A procedure is described for the purification of salmon testis deoxyribonuclease II by means of acid extraction, fractional precipitation with ammonium sulfate, heat denaturation of extraneous proteins, and ethanol fractionation. This process separates the deoxyribonuclease activity from that of ribonuclease, phosphatase, phosphodiesterase, and protease. Over 50 per cent of the activity is retained with an over-all enrichment of 20,000-fold. The enzyme degrades both native and heat-denatured DNA, but the rate of degradation of the latter is only one-tenth that of the former. It does not hydrolyze apurinic acid. The enzyme is most stable in the pH range 4 to 5. Electrolytes are essential for the expression of its activity: monovalent ions satisfy the requirement, but divalent ones are much more effective. Above a certain optimum concentration, each electrolyte is inhibitory. The pH of maximal activity, under conditions of optimal ionic strength, is 4.8; the temperature optimum is near to 55 degrees C.

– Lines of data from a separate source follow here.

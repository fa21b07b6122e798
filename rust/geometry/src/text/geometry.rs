// This Source Code Form is subject to the terms of the Mozilla Public
// License, v. 2.0. If a copy of the MPL was not distributed with this
// file, You can obtain one at https://mozilla.org/MPL/2.0/.

//! Quad buffers for laid-out text

use super::layout::{layout, GlyphLayout, PlacedGlyph};
use super::options::{LayoutOptions, TextUpdate};
use crate::attribute::{names, Attribute, IndexBuffer};
use crate::bounds::{BoundingBox, BoundingSphere};
use crate::error::{Error, Result};
use meshline_core::{BitmapFont, Glyph};
use std::sync::Arc;

/// Texture coordinates of a glyph cell's corners
#[derive(Debug, Clone, Copy, PartialEq)]
pub struct CellUv {
    pub top_left: [f32; 2],
    pub bottom_right: [f32; 2],
}

/// Normalised atlas coordinates of `glyph`'s cell.
///
/// With `flip_y` the atlas is treated as stored bottom-up, so row 0 maps to
/// `v = 1`.
pub fn cell_uv(glyph: &Glyph, tex_width: f32, tex_height: f32, flip_y: bool) -> CellUv {
    let u0 = glyph.x / tex_width;
    let u1 = (glyph.x + glyph.width) / tex_width;
    let (v_top, v_bottom) = if flip_y {
        (
            (tex_height - glyph.y) / tex_height,
            (tex_height - glyph.y - glyph.height) / tex_height,
        )
    } else {
        (glyph.y / tex_height, (glyph.y + glyph.height) / tex_height)
    };
    CellUv {
        top_left: [u0, v_top],
        bottom_right: [u1, v_bottom],
    }
}

/// Raw per-vertex data for a run of glyph quads
#[derive(Debug, Clone, Default, PartialEq)]
pub struct TextBuffers {
    /// Two floats per vertex, four vertices per glyph
    pub positions: Vec<f32>,
    pub uvs: Vec<f32>,
    /// Atlas page per vertex, present only for multipage output
    pub pages: Option<Vec<f32>>,
    /// Six indices per glyph
    pub indices: Vec<u32>,
}

/// Emit one quad per glyph in `glyphs`.
///
/// Vertices go bottom-left, top-left, top-right, bottom-right in layout
/// space, wound as `(0, 1, 2)` and `(0, 2, 3)`.
pub fn build_geometry(glyphs: &[PlacedGlyph], font: &BitmapFont, options: &LayoutOptions) -> TextBuffers {
    let scale = match options.size {
        Some(size) if font.info.size > 0.0 => size / font.info.size,
        _ => 1.0,
    };
    let tex_width = font.common.scale_w;
    let tex_height = font.common.scale_h;

    let mut buffers = TextBuffers {
        positions: Vec::with_capacity(glyphs.len() * 8),
        uvs: Vec::with_capacity(glyphs.len() * 8),
        pages: options.multipage.then(|| Vec::with_capacity(glyphs.len() * 4)),
        indices: Vec::with_capacity(glyphs.len() * 6),
    };

    for (i, placed) in glyphs.iter().enumerate() {
        let glyph = &placed.glyph;
        let x = placed.position[0] + glyph.xoffset;
        let y = placed.position[1] + glyph.yoffset;
        let w = glyph.width;
        let h = glyph.height;

        buffers.positions.extend_from_slice(&[
            x * scale,
            y * scale,
            x * scale,
            (y + h) * scale,
            (x + w) * scale,
            (y + h) * scale,
            (x + w) * scale,
            y * scale,
        ]);

        let uv = cell_uv(glyph, tex_width, tex_height, options.flip_y);
        let [u0, v1] = uv.top_left;
        let [u1, v0] = uv.bottom_right;
        buffers.uvs.extend_from_slice(&[u0, v1, u0, v0, u1, v0, u1, v1]);

        if let Some(pages) = buffers.pages.as_mut() {
            pages.extend_from_slice(&[glyph.page as f32; 4]);
        }

        let j = (i * 4) as u32;
        buffers.indices.extend_from_slice(&[j, j + 1, j + 2, j, j + 2, j + 3]);
    }

    buffers
}

/// Text mesh that re-lays itself out on every [`update`](Self::update).
///
/// Holds a shared reference to its font; the font itself is never modified.
#[derive(Debug)]
pub struct TextGeometry {
    font: Option<Arc<BitmapFont>>,
    text: String,
    options: LayoutOptions,
    layout: GlyphLayout,
    visible_glyphs: Vec<PlacedGlyph>,
    position: Attribute,
    uv: Attribute,
    page: Option<Attribute>,
    index: IndexBuffer,
    bounding_box: BoundingBox,
    bounding_sphere: BoundingSphere,
}

impl TextGeometry {
    /// Build text geometry from an initial set of options.
    ///
    /// Fails with [`Error::MissingFont`] when no font is given.
    pub fn new(initial: TextUpdate) -> Result<Self> {
        let mut geometry = Self {
            font: None,
            text: String::new(),
            options: LayoutOptions::default(),
            layout: GlyphLayout::default(),
            visible_glyphs: Vec::new(),
            position: Attribute::new(names::POSITION, 2),
            uv: Attribute::new(names::UV, 2),
            page: None,
            index: IndexBuffer::new(names::INDEX, 1),
            bounding_box: BoundingBox::empty(),
            bounding_sphere: BoundingSphere::zero(),
        };
        geometry.update(initial)?;
        Ok(geometry)
    }

    /// Merge `update` over the current options and rebuild all buffers.
    ///
    /// On error nothing is changed.
    pub fn update(&mut self, update: TextUpdate) -> Result<()> {
        let mut options = self.options.clone();
        update.merge_into(&mut options);

        let font = update
            .font
            .or_else(|| self.font.clone())
            .ok_or(Error::MissingFont)?;
        let text = update.text.unwrap_or_else(|| std::mem::take(&mut self.text));

        let layout = layout(&font, &text, &options);
        let visible: Vec<PlacedGlyph> = layout.visible_glyphs().copied().collect();
        let buffers = build_geometry(&visible, &font, &options);

        self.position.write(&buffers.positions);
        self.uv.write(&buffers.uvs);
        self.index.write(&buffers.indices);
        self.page = match (buffers.pages, self.page.take()) {
            (Some(pages), Some(mut attr)) => {
                attr.write(&pages);
                Some(attr)
            }
            (Some(pages), None) => Some(Attribute::from_vec(names::PAGE, 1, pages)),
            (None, _) => None,
        };

        self.bounding_box = BoundingBox::from_positions(self.position.as_slice(), 2);
        self.bounding_sphere = BoundingSphere::from_planar_positions(self.position.as_slice());
        if let Err(err) = self.bounding_sphere.validate() {
            tracing::warn!(error = %err, "Text position buffer is likely to contain NaN values");
        }

        tracing::debug!(
            chars = text.chars().count(),
            glyphs = visible.len(),
            lines = layout.lines_total,
            "Rebuilt text geometry"
        );

        self.font = Some(font);
        self.text = text;
        self.options = options;
        self.layout = layout;
        self.visible_glyphs = visible;
        Ok(())
    }

    #[inline]
    pub fn font(&self) -> Option<&Arc<BitmapFont>> {
        self.font.as_ref()
    }

    #[inline]
    pub fn text(&self) -> &str {
        &self.text
    }

    #[inline]
    pub fn options(&self) -> &LayoutOptions {
        &self.options
    }

    /// Layout metrics and every placed glyph
    #[inline]
    pub fn layout(&self) -> &GlyphLayout {
        &self.layout
    }

    /// Glyphs that produced a quad, in buffer order
    #[inline]
    pub fn visible_glyphs(&self) -> &[PlacedGlyph] {
        &self.visible_glyphs
    }

    #[inline]
    pub fn position(&self) -> &Attribute {
        &self.position
    }

    #[inline]
    pub fn uv(&self) -> &Attribute {
        &self.uv
    }

    /// Per-vertex atlas page, only present with `multipage`
    #[inline]
    pub fn page(&self) -> Option<&Attribute> {
        self.page.as_ref()
    }

    #[inline]
    pub fn index(&self) -> &IndexBuffer {
        &self.index
    }

    #[inline]
    pub fn quad_count(&self) -> usize {
        self.visible_glyphs.len()
    }

    #[inline]
    pub fn bounding_box(&self) -> &BoundingBox {
        &self.bounding_box
    }

    #[inline]
    pub fn bounding_sphere(&self) -> &BoundingSphere {
        &self.bounding_sphere
    }

    /// Report a bounding sphere whose radius is not finite
    pub fn validate_bounds(&self) -> Result<()> {
        self.bounding_sphere.validate()
    }

    pub fn mark_uploaded(&mut self) {
        self.position.mark_uploaded();
        self.uv.mark_uploaded();
        self.index.mark_uploaded();
        if let Some(page) = self.page.as_mut() {
            page.mark_uploaded();
        }
    }
}

#[cfg(test)]
mod tests {
    use super::*;
    use crate::text::options::Align;
    use approx::assert_relative_eq;
    use meshline_core::FontCommon;

    fn cell(id: char, x: f32, page: u32) -> Glyph {
        Glyph {
            id: id as u32,
            x,
            y: 0.0,
            width: 10.0,
            height: 10.0,
            xoffset: 1.0,
            yoffset: 2.0,
            xadvance: 12.0,
            page,
            chnl: 15,
        }
    }

    fn font() -> Arc<BitmapFont> {
        let mut font = BitmapFont::new(
            vec![
                cell('a', 0.0, 0),
                cell('b', 10.0, 1),
                Glyph {
                    width: 0.0,
                    height: 0.0,
                    xadvance: 6.0,
                    ..cell(' ', 0.0, 0)
                },
            ],
            FontCommon {
                line_height: 20.0,
                base: 16.0,
                scale_w: 100.0,
                scale_h: 100.0,
                pages: 2,
            },
            vec![],
        )
        .unwrap();
        font.info.size = 20.0;
        Arc::new(font)
    }

    #[test]
    fn test_cell_uv_flipped() {
        let glyph = Glyph {
            x: 0.0,
            y: 0.0,
            width: 10.0,
            height: 10.0,
            ..cell('a', 0.0, 0)
        };
        let uv = cell_uv(&glyph, 100.0, 100.0, true);
        assert_relative_eq!(uv.top_left[0], 0.0);
        assert_relative_eq!(uv.top_left[1], 1.0);
        assert_relative_eq!(uv.bottom_right[0], 0.1);
        assert_relative_eq!(uv.bottom_right[1], 0.9);
    }

    #[test]
    fn test_cell_uv_unflipped() {
        let uv = cell_uv(&cell('a', 20.0, 0), 100.0, 100.0, false);
        assert_eq!(uv.top_left, [0.2, 0.0]);
        assert_relative_eq!(uv.bottom_right[0], 0.3);
        assert_relative_eq!(uv.bottom_right[1], 0.1);
    }

    #[test]
    fn test_quad_layout() {
        let geometry = TextGeometry::new(TextUpdate::new().font(font()).text("a")).unwrap();
        // Pen at (0, -16), offsets (1, 2)
        assert_eq!(
            geometry.position().as_slice(),
            &[1.0, -14.0, 1.0, -4.0, 11.0, -4.0, 11.0, -14.0]
        );
        assert_eq!(geometry.index().as_slice(), &[0, 1, 2, 0, 2, 3]);
        assert_eq!(geometry.uv().as_slice(), &[0.0, 1.0, 0.0, 0.9, 0.1, 0.9, 0.1, 1.0]);
        assert!(geometry.page().is_none());
    }

    #[test]
    fn test_invisible_glyphs_emit_no_quads() {
        let geometry = TextGeometry::new(TextUpdate::new().font(font()).text("a b")).unwrap();
        assert_eq!(geometry.layout().glyphs.len(), 3);
        assert_eq!(geometry.quad_count(), 2);
        assert_eq!(geometry.position().count(), 8);
        assert_eq!(geometry.index().len(), 12);
        assert_eq!(&geometry.index().as_slice()[6..], &[4, 5, 6, 4, 6, 7]);
    }

    #[test]
    fn test_multipage_pages() {
        let geometry = TextGeometry::new(
            TextUpdate::new().font(font()).text("ab").multipage(true),
        )
        .unwrap();
        let page = geometry.page().expect("page attribute");
        assert_eq!(page.as_slice(), &[0.0, 0.0, 0.0, 0.0, 1.0, 1.0, 1.0, 1.0]);
    }

    #[test]
    fn test_empty_text_has_no_area() {
        let geometry = TextGeometry::new(TextUpdate::new().font(font()).text("")).unwrap();
        assert_eq!(geometry.quad_count(), 0);
        assert!(geometry.position().is_empty());
        assert!(geometry.bounding_box().is_empty());
        assert_relative_eq!(geometry.bounding_box().area_2d(), 0.0);
        assert_relative_eq!(geometry.bounding_sphere().radius, 0.0);
        assert!(geometry.validate_bounds().is_ok());
    }

    #[test]
    fn test_missing_font() {
        let err = TextGeometry::new(TextUpdate::new().text("a")).unwrap_err();
        assert!(matches!(err, Error::MissingFont));
    }

    #[test]
    fn test_update_merges_previous_options() {
        let mut geometry = TextGeometry::new(
            TextUpdate::new().font(font()).text("ab").width(100.0),
        )
        .unwrap();
        let before = geometry.position().version();

        geometry.update(TextUpdate::new().align(Align::Right)).unwrap();
        assert_eq!(geometry.text(), "ab");
        assert_eq!(geometry.options().width, Some(100.0));
        assert_eq!(geometry.options().align, Align::Right);
        assert!(geometry.position().version() > before);
        // Line extent 12 + 10 + 1 = 23, pushed to the right edge
        assert_relative_eq!(geometry.visible_glyphs()[0].position[0], 77.0);
    }

    #[test]
    fn test_size_scales_positions() {
        let geometry = TextGeometry::new(TextUpdate::new().font(font()).text("a").size(10.0)).unwrap();
        assert_eq!(
            geometry.position().as_slice(),
            &[0.5, -7.0, 0.5, -2.0, 5.5, -2.0, 5.5, -7.0]
        );
    }

    #[test]
    fn test_bounds() {
        let geometry = TextGeometry::new(TextUpdate::new().font(font()).text("ab")).unwrap();
        let bbox = geometry.bounding_box();
        assert_relative_eq!(bbox.min.x, 1.0);
        assert_relative_eq!(bbox.max.x, 23.0);
        assert_relative_eq!(bbox.min.y, -14.0);
        assert_relative_eq!(bbox.max.y, -4.0);
        let sphere = geometry.bounding_sphere();
        assert_relative_eq!(sphere.center.x, 12.0);
        assert_relative_eq!(sphere.radius, (22.0f32 * 22.0 + 100.0).sqrt() / 2.0);
    }

    #[test]
    fn test_nan_metrics_are_reported() {
        let mut font = (*font()).clone();
        font.chars[0].xoffset = f32::NAN;
        let font = BitmapFont::new(font.chars, font.common, vec![]).unwrap();
        let geometry = TextGeometry::new(TextUpdate::new().font(Arc::new(font)).text("a")).unwrap();
        assert!(matches!(
            geometry.validate_bounds(),
            Err(Error::DegenerateGeometry { .. })
        ));
    }
}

描述了一种通过酸提取、分步硫酸铵沉淀、热变性外来蛋白和乙醇分级分离来纯化鲑鱼睾丸脱氧核糖核酸酶 II 的方法。该过程将脱氧核糖核酸酶活性与核糖核酸酶、磷酸酶、磷酸二酯酶和蛋白酶活性分离。超过 50%的活性得以保留,总体富集倍数达到 20,000 倍。该酶既能降解天然 DNA,也能降解热变性 DNA,但后者的降解速度仅为前者的十分之一。它不能水解无嘌呤酸。该酶在 pH 值为 4 到 5 的范围内最稳定。电解质对其活性的表达至关重要:单价离子满足要求,但二价离子更为有效。在一定的最佳浓度以上,每种电解质都具有抑制作用。在最佳离子强度条件下,最大活性的 pH 值为 4.8;最适温度接近 55 摄氏度。